Had a guy, but he retired. Man those old-school skills are hard to find these days.


----------



## hjorgan (Sep 30, 2007)

MrFish said:


> Mark Parden. Greener Fields Firearms in Foley.


Thanks, I'll go see him.


----------



## jwilson1978 (Mar 23, 2021)

hjorgan said:


> Have a 20-ga Remington auto that needs a going over. It jams the second shell every time. May need a new spring.
> Have a Beretta 12-ga that double-feeds the 2nd load and jams.
> Plus just need someone for the stuff I can't handle, like fine-cleaning a 1902 for possible auction.
> Had a guy, but he retired. Man those old-school skills are hard to find these days.

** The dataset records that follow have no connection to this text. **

//! Error types for access resolution
//!
//! Only caller contract violations are errors. A missing dependency is an
//! unavailable decision, and a missing rule is a configuration gap; neither
//! crosses the resolver boundary as an error.

use thiserror::Error;

/// Access resolution error types.
#[derive(Debug, Error, Clone, PartialEq, Eq)]
pub enum ResolveError {
    /// A required input was omitted by the caller
    #[error("Input contract violated: {0}")]
    InputContract(String),
}

/// Result type for access resolution.
pub type ResolveResult<T> = Result<T, ResolveError>;

impl ResolveError {
    /// Shorthand for the missing module type violation.
    pub fn missing_module_type() -> Self {
        ResolveError::InputContract("module type is required".to_string())
    }

    /// Check if retrying the same call could succeed.
    ///
    /// Contract violations never do.
    pub fn is_retryable(&self) -> bool {
        match self {
            ResolveError::InputContract(_) => false,
        }
    }

    /// Get HTTP status code for this error.
    pub fn status_code(&self) -> u16 {
        match self {
            ResolveError::InputContract(_) => 400,
        }
    }

    /// Get error code for API responses.
    pub fn error_code(&self) -> &'static str {
        match self {
            ResolveError::InputContract(_) => "INPUT_CONTRACT",
        }
    }
}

Just gota ask was the GunSmith you used in Dallas county buy the name of Jimmy Mcculla? I love that man! he is one cool dude!


----------



## Linkovich (Oct 24, 2007)

Bit further of a drive but Howard at Rumble Wepnz in Milton is good


----------



## hjorgan (Sep 30, 2007)

jwilson1978 said:


> Just gota ask was the GunSmith you used in Dallas county buy the name of Jimmy Mcculla? I love that man! he is one cool dude!


No it was Richard Stocks. Ran the Co-op gun counter but retired recently. I knew Mr. Mcculla. He had a gift.


----------



## jwilson1978 (Mar 23, 2021)

hjorgan said:


> No it was Richard Stocks. Ran the Co-op gun counter but retired recently. I knew Mr. Mcculla. He had a gift.

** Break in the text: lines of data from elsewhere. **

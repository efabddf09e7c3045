//! # Stage Actions
//!
//! Defines the actions a member can take on an entity sitting at a workflow stage.
//! Every action maps onto one boolean of a [`StagePermissions`](crate::StagePermissions)
//! record.

use serde::{Deserialize, Serialize};

/// Actions that can be performed on an entity at a given stage.
///
/// - **View**: See the entity and its current stage
/// - **Edit**: Modify entity data while it sits at the stage
/// - **Approve**: Sign off on the entity at the stage
/// - **Delete**: Remove the entity
/// - **MoveStage**: Transition the entity to another stage
#[derive(Debug, Clone, Copy, Serialize, Deserialize, PartialEq, Eq, Hash)]
#[serde(rename_all = "camelCase")]
pub enum StageAction {
    /// View the entity.
    View,

    /// Edit the entity.
    Edit,

    /// Approve the entity at its current stage.
    Approve,

    /// Delete the entity.
    ///
    /// This is the only destructive action.
    Delete,

    /// Move the entity to another stage.
    ///
    /// The resolver only reports this grant; performing the transition
    /// is the caller's job.
    MoveStage,
}

impl StageAction {
    /// Get the string representation of the action.
    ///
    /// Matches the field names used in serialized permission records.
    pub fn as_str(&self) -> &'static str {
        match self {
            StageAction::View => "view",
            StageAction::Edit => "edit",
            StageAction::Approve => "approve",
            StageAction::Delete => "delete",
            StageAction::MoveStage => "moveStage",
        }
    }

    /// Parse action from string representation.
    ///
    /// # Arguments
    ///
    /// * `s` - String to parse (case-insensitive, supports aliases)
    ///
    /// # Returns
    ///
    /// `Some(StageAction)` if valid, `None` otherwise
    ///
    /// # Example
    ///
    /// ```
    /// use stagegate_rbac::actions::StageAction;
    ///
    /// assert_eq!(StageAction::parse("view"), Some(StageAction::View));
    /// assert_eq!(StageAction::parse("write"), Some(StageAction::Edit)); // Alias
    /// assert_eq!(StageAction::parse("moveStage"), Some(StageAction::MoveStage));
    /// assert_eq!(StageAction::parse("invalid"), None);
    /// ```
    pub fn parse(s: &str) -> Option<Self> {
        match s.to_lowercase().as_str() {
            "view" | "read" | "get" => Some(StageAction::View),
            "edit" | "update" | "write" | "modify" => Some(StageAction::Edit),
            "approve" | "accept" | "sign_off" | "signoff" => Some(StageAction::Approve),
            "delete" | "remove" | "destroy" => Some(StageAction::Delete),
            "movestage" | "move_stage" | "move" | "transition" => Some(StageAction::MoveStage),
            _ => None,
        }
    }

    /// Get all actions, in permission-record field order.
    pub fn all() -> [Self; 5] {
        [
            StageAction::View,
            StageAction::Edit,
            StageAction::Approve,
            StageAction::Delete,
            StageAction::MoveStage,
        ]
    }

    /// Check if this is a read-only action.
    pub fn is_read_only(&self) -> bool {
        matches!(self, StageAction::View)
    }

    /// Check if this action changes the entity or its position in the workflow.
    pub fn is_write(&self) -> bool {
        !self.is_read_only()
    }

    /// Check if this is a destructive action.
    pub fn is_destructive(&self) -> bool {
        matches!(self, StageAction::Delete)
    }
}

impl std::fmt::Display for StageAction {
    fn fmt(&self, f: &mut std::fmt::Formatter<'_>) -> std::fmt::Result {
        f.write_str(self.as_str())
    }
}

Knew? Please tell me he did not pass.


----------



## Splittine (Nov 24, 2007)

jwilson1978 said:


> Knew? Please tell me he did not pass.


Could be mistaking but think he passed away last year. I have a couple of his rifles.


----------



## jwilson1978 (Mar 23, 2021)

Splittine said:


> Could be mistaking but think he passed away last year. I have a couple of his rifles.


Damn. That sucks me and my Brother in law use to go down and hang out with him half the day sometimes. Awesome guy Taught us so so much. And the story's he told. Just amazing.


----------



## jwilson1978 (Mar 23, 2021)

Splittine said:


> Could be mistaking but think he passed away last year. I have a couple of his rifles.


Bet they will shoot like no tomorrow.


----------



## RobertD (Mar 9, 2011)

Jim McCullough. Has not passed as of last I heard, but has told me every time I brought him something it might be the last gun he does for me. Harvey King is close by there as well and is well thought of. Haven’t used him myself.
I have heard good things about Servos Firearms in Spanish Fort/Malbis/Stapleton area. They will probably be at the Robertsdale Gun Show today.


----------



## jwilson1978 (Mar 23, 2021)

RobertD said:


> Jim McCullough. Has not passed as of last I heard, but has told me every time I brought him something it might be the last gun he does for me. Harvey King is close by there as well and is well thought of. Haven’t used him myself.
> I have heard good things about Servos Firearms in Spanish Fort/Malbis/Stapleton area. They will probably be at the Robertsdale Gun Show today.


Yes he has not passed brother in law took him action to build from last week. He has been say he’s done for the last 15 years lol but he keeps on


----------